Record extracts below:

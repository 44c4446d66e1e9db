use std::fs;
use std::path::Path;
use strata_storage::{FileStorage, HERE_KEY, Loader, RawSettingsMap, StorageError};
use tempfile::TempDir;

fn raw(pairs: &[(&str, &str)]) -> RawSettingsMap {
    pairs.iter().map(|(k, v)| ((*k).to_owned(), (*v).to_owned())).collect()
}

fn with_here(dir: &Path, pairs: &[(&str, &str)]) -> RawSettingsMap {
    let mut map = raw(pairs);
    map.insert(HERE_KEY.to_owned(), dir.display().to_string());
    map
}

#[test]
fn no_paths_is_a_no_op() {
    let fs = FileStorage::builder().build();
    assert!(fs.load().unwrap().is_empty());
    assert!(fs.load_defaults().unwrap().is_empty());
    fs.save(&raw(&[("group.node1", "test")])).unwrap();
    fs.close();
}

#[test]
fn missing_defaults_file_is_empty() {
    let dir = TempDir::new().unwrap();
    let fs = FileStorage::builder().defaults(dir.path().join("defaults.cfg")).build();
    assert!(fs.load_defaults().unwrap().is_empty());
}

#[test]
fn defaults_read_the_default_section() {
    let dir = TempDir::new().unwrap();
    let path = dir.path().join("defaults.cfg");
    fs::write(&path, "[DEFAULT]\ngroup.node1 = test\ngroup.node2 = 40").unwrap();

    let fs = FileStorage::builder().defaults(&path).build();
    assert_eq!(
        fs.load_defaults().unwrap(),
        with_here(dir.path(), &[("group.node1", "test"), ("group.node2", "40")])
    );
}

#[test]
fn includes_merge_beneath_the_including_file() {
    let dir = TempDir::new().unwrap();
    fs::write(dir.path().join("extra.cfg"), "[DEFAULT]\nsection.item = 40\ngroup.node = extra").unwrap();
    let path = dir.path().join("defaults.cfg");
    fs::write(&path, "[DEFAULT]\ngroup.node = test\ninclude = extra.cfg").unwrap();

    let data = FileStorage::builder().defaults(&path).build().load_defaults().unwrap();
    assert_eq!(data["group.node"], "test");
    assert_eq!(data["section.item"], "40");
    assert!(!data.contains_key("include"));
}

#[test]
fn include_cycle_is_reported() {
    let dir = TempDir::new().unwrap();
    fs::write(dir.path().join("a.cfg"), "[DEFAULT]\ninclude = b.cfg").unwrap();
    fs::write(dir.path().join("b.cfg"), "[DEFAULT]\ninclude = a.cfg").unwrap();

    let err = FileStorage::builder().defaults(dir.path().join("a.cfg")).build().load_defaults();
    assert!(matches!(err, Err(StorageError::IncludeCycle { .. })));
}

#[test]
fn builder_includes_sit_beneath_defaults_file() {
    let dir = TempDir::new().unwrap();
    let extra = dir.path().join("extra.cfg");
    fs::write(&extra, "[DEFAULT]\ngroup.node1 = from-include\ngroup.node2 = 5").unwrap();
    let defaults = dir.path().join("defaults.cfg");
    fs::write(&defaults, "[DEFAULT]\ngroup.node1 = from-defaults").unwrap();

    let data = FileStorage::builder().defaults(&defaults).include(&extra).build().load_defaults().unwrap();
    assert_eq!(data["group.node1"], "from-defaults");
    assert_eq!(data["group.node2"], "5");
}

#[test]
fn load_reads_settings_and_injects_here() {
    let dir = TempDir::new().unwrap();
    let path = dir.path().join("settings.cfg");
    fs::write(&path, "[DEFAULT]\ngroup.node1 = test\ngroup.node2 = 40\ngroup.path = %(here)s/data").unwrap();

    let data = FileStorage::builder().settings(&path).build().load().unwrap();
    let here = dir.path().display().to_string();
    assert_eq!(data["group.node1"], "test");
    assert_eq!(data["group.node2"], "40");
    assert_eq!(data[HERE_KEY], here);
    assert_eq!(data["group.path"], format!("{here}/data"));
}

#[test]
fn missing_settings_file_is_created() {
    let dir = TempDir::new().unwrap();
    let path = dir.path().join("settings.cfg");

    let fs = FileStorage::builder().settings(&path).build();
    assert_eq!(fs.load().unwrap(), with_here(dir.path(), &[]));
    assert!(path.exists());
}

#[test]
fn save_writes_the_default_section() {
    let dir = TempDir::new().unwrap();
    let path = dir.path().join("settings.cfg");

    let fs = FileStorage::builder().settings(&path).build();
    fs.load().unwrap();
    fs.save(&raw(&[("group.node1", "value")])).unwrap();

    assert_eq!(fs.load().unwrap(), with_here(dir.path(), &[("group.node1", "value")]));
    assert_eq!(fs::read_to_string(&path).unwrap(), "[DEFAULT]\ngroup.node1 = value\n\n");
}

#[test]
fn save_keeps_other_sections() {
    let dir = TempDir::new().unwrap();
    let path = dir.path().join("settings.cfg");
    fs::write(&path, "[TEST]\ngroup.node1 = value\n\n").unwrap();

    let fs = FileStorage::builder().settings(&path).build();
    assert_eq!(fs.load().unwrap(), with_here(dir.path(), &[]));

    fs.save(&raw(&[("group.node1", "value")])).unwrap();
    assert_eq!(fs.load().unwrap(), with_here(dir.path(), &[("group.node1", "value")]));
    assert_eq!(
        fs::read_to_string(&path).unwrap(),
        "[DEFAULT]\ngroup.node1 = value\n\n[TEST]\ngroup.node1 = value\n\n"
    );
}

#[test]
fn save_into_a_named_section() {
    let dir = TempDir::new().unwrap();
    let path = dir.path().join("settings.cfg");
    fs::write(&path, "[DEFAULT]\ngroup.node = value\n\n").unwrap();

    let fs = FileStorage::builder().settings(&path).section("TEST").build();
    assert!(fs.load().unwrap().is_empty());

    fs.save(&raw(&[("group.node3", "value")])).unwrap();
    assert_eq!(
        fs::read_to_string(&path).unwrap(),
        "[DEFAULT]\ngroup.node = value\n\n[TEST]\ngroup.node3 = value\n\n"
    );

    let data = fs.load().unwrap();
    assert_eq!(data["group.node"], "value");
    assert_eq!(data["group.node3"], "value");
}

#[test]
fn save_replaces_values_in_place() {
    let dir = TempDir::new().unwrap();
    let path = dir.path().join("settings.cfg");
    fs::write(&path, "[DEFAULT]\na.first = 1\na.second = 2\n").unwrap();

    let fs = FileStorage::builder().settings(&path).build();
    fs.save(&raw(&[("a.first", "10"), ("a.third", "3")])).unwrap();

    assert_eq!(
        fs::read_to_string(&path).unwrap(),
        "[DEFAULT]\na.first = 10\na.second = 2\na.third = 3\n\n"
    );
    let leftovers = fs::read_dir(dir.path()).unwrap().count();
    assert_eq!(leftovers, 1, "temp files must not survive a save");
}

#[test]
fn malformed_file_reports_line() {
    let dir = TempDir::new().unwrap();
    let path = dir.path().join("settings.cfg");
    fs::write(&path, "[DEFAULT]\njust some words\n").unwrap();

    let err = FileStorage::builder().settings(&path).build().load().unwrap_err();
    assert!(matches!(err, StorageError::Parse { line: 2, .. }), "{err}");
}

End of Record extracts.
Record extracts below:

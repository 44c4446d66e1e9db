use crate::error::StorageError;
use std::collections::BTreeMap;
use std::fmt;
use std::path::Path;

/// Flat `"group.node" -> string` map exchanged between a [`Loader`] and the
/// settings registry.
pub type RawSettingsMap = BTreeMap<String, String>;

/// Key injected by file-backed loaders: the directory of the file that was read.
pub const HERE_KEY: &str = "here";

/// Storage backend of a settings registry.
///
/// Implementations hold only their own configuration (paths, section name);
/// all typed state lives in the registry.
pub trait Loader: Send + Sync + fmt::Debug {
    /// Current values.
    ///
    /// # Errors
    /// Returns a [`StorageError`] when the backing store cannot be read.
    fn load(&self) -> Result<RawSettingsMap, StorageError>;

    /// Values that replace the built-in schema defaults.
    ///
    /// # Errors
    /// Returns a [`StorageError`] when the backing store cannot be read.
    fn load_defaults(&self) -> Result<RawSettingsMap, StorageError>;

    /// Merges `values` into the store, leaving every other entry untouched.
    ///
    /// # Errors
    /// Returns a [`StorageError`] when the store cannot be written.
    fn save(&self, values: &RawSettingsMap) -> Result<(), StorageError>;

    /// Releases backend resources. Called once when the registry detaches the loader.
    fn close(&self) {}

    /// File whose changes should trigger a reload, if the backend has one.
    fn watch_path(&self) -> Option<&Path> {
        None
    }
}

End of Record extracts.
Record extracts below:

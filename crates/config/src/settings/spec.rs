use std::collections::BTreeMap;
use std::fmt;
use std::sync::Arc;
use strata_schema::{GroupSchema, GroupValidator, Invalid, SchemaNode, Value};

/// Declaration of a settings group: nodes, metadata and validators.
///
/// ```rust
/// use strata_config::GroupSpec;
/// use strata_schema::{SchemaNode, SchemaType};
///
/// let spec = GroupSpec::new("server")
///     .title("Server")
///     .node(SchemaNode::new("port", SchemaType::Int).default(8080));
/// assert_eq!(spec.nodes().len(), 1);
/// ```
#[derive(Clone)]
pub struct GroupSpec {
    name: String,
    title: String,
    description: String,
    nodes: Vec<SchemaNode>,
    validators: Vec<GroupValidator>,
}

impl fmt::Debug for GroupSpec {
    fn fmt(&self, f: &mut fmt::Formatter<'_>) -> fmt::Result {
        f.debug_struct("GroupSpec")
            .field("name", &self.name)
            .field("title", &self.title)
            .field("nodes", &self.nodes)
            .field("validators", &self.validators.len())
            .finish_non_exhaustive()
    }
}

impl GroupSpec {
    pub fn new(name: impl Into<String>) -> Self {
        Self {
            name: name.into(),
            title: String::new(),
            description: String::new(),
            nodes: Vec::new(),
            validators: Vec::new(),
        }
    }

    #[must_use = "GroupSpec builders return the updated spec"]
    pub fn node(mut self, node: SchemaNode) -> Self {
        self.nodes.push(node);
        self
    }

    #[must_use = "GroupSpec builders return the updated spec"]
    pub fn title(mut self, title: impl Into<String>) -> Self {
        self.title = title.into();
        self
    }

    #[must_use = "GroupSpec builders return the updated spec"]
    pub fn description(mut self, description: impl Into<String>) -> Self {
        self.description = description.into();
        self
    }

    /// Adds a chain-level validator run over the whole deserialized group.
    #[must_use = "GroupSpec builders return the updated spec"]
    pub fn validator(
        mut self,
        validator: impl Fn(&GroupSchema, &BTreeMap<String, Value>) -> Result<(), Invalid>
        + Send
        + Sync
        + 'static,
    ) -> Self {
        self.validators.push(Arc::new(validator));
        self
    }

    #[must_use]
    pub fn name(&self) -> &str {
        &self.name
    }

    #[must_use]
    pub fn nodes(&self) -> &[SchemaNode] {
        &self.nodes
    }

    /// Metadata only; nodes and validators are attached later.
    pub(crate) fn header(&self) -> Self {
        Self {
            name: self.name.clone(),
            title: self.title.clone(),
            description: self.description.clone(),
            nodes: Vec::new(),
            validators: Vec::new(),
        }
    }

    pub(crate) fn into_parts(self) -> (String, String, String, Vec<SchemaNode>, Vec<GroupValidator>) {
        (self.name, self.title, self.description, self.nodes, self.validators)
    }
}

End of Record extracts.

## Try it
Search the listing above for lines containing "third", and copy them.

## Response area
    fs.save(&raw(&[("a.first", "10"), ("a.third", "3")])).unwrap();
        "[DEFAULT]\na.first = 10\na.second = 2\na.third = 3\n\n"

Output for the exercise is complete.